Par une absence temporaire où ma santé ne pouvait plus affronter la rédaction d’un article sur écran, je n’ai pu intervenir sur la venue de Lounis Aït Menguellet à Oran et de la scandaleuse polémique antérieure. La ville d’Oran a accueilli un de ses enfants, je m’en réjouis et renvoie tous les abrutis du monde, là où ils devraient être, dans le pays du néant.

Un jour dans une chambre d’hôpital

La seule et dernière fois où je l’ai rencontré fut dans sa chambre d’hôpital, dans la banlieue de Paris. Un homme charmant qui avait eu la gentillesse et politesse de commenter mon article récent. Sinon, nous ne nous connaissons pas.

Je dois avouer que ma jeunesse à Oran s’est passée en dehors de toute connaissance de la musique algérienne, populaire ou andalouse, que j’écoutais avec une oreille distraite et un terrible ennui de celui qui attendait le film du soir par l’unique chaîne de télévision. Nous étions des « hizb frança », dénommés ainsi par ceux qui ont toujours cru avoir le monopole de l’amour du pays natal et qui ont même voulu, plus tard, nous enlever la nationalité algérienne. C’est-à-dire les gardiens de la pureté algérienne.

Si j’ai un regret, je n’ai en revanche absolument pas honte de cette méconnaissance, c’était pour moi une protection contre la politique d’abrutissement d’une culture officielle (ou d’artistes bridés par le régime) qui voulait nous faire adhérer à l’art et la culture d’Etat comme Driassa, le chantre de la béatitude et de l’hymne à la gloire des militaires algériens, de mon homonyme et du nationalisme des milliardaires en vacances à Genève.

Mais nous avons grandi et, même si je ne suis toujours pas dans la connaissance de la musique algérienne, notre formation de démocrates et d’humanistes que nous a donné l’école algérienne (l’ancienne) nous a ouvert au monde et à la diversité.

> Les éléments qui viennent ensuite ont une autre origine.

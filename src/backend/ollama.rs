//! Ollama HTTP backend: `/api/embed` for embeddings, `/api/generate` for answers.

use std::time::{Duration, Instant};

use serde::{Deserialize, Serialize};
use tracing::{debug, warn};

use crate::backend::{Embedder, Generator};
use crate::config::BackendConfig;
use crate::error::{Result, TrailError};

/// Generation calls slower than this are logged.
const SLOW_GENERATION: Duration = Duration::from_secs(30);

/// Blocking client for an Ollama server.
pub struct OllamaBackend {
    agent: ureq::Agent,
    base_url: String,
    embed_model: String,
    gen_model: String,
    embed_timeout: Duration,
    gen_timeout: Duration,
}

#[derive(Serialize)]
struct EmbedRequest<'a> {
    model: &'a str,
    input: Vec<&'a str>,
}

#[derive(Deserialize)]
struct EmbedResponse {
    embeddings: Vec<Vec<f32>>,
}

#[derive(Serialize)]
struct GenerateRequest<'a> {
    model: &'a str,
    prompt: &'a str,
    stream: bool,
}

#[derive(Deserialize)]
struct GenerateResponse {
    response: String,
}

impl OllamaBackend {
    pub fn new(
        base_url: impl Into<String>,
        embed_model: impl Into<String>,
        gen_model: impl Into<String>,
    ) -> Self {
        Self {
            agent: ureq::AgentBuilder::new().build(),
            base_url: base_url.into().trim_end_matches('/').to_string(),
            embed_model: embed_model.into(),
            gen_model: gen_model.into(),
            embed_timeout: Duration::from_secs(60),
            gen_timeout: Duration::from_secs(300),
        }
    }

    pub fn from_config(config: &BackendConfig) -> Self {
        let mut backend = Self::new(&config.base_url, &config.embed_model, &config.gen_model);
        backend.embed_timeout = Duration::from_secs(config.embed_timeout_secs);
        backend.gen_timeout = Duration::from_secs(config.gen_timeout_secs);
        backend
    }

    fn post<T: Serialize>(
        &self,
        path: &str,
        timeout: Duration,
        body: &T,
    ) -> std::result::Result<ureq::Response, String> {
        let url = format!("{}{path}", self.base_url);
        match self.agent.post(&url).timeout(timeout).send_json(body) {
            Ok(resp) => Ok(resp),
            Err(ureq::Error::Status(code, resp)) => {
                let body = resp.into_string().unwrap_or_default();
                Err(format!("Ollama returned {code}: {body}"))
            }
            Err(e) => Err(format!("Request to {url} failed: {e}")),
        }
    }
}

impl Embedder for OllamaBackend {
    fn embed(&self, text: &str) -> Result<Vec<f32>> {
        let request = EmbedRequest {
            model: &self.embed_model,
            input: vec![text],
        };
        let resp = self
            .post("/api/embed", self.embed_timeout, &request)
            .map_err(TrailError::Embedding)?;
        let parsed: EmbedResponse = resp
            .into_json()
            .map_err(|e| TrailError::Embedding(format!("Failed to parse response: {e}")))?;

        parsed
            .embeddings
            .into_iter()
            .next()
            .filter(|v| !v.is_empty())
            .ok_or_else(|| TrailError::Embedding("Ollama returned no embedding".into()))
    }

    fn dimension(&self) -> Option<usize> {
        None
    }

    fn model_name(&self) -> &str {
        &self.embed_model
    }
}

impl Generator for OllamaBackend {
    fn generate(&self, prompt: &str) -> Result<String> {
        let start = Instant::now();
        let request = GenerateRequest {
            model: &self.gen_model,
            prompt,
            stream: false,
        };
        let resp = self
            .post("/api/generate", self.gen_timeout, &request)
            .map_err(TrailError::Generation)?;
        let parsed: GenerateResponse = resp
            .into_json()
            .map_err(|e| TrailError::Generation(format!("Failed to parse response: {e}")))?;

        let elapsed = start.elapsed();
        debug!(model = %self.gen_model, duration_ms = elapsed.as_millis() as u64, "Generation complete");
        if elapsed > SLOW_GENERATION {
            warn!(duration_ms = elapsed.as_millis() as u64, "Slow generation");
        }
        Ok(parsed.response)
    }

    fn model_name(&self) -> &str {
        &self.gen_model
    }
}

Aït Menguellet fait partie de cette ouverture d’esprit, voilà pourquoi je me suis retrouvé dans cette chambre d’hôpital, en face d’une personne dont j’ignorais tout.

Lounis Aït Menguellet, l’Oranais

Malgré cette rencontre, il m’a fallu encore trente ans pour savoir qu’Aït Menguellet avait des attaches profondes avec Oran, notamment familiales.

C’est dire combien je suis sensible aux informations rapportant que l’artiste était menacé d’interdiction. Puis, des personnes dignes de foi m’ont dit que ce n’était que des rumeurs et qu’aucune autorité n’avait interdit le premier concert.

C’est pour cela que j’ai voulu réagir contre les personnes et mouvements indignes qui ont exprimé leur réticence et déversé leur bêtise. C’est eux qui m’ont poussé à cette réaction car la rumeur de l’interdiction, même si elle n’était pas fondée, repose sur la réalité du poison déversé par ces éternels adhérents à la religion de la haine.

Il n’est pas question de condamner l’horrible position des abrutis parce qu’il serait oranais, kabyle ou Srilankais mais cette dimension, symbolique et affective, rajoute à ma colère personnelle.

Je revendique tendrement l’amitié avec cet homme qui a certainement l’amour de cette ville autant que j’en ai pour elle.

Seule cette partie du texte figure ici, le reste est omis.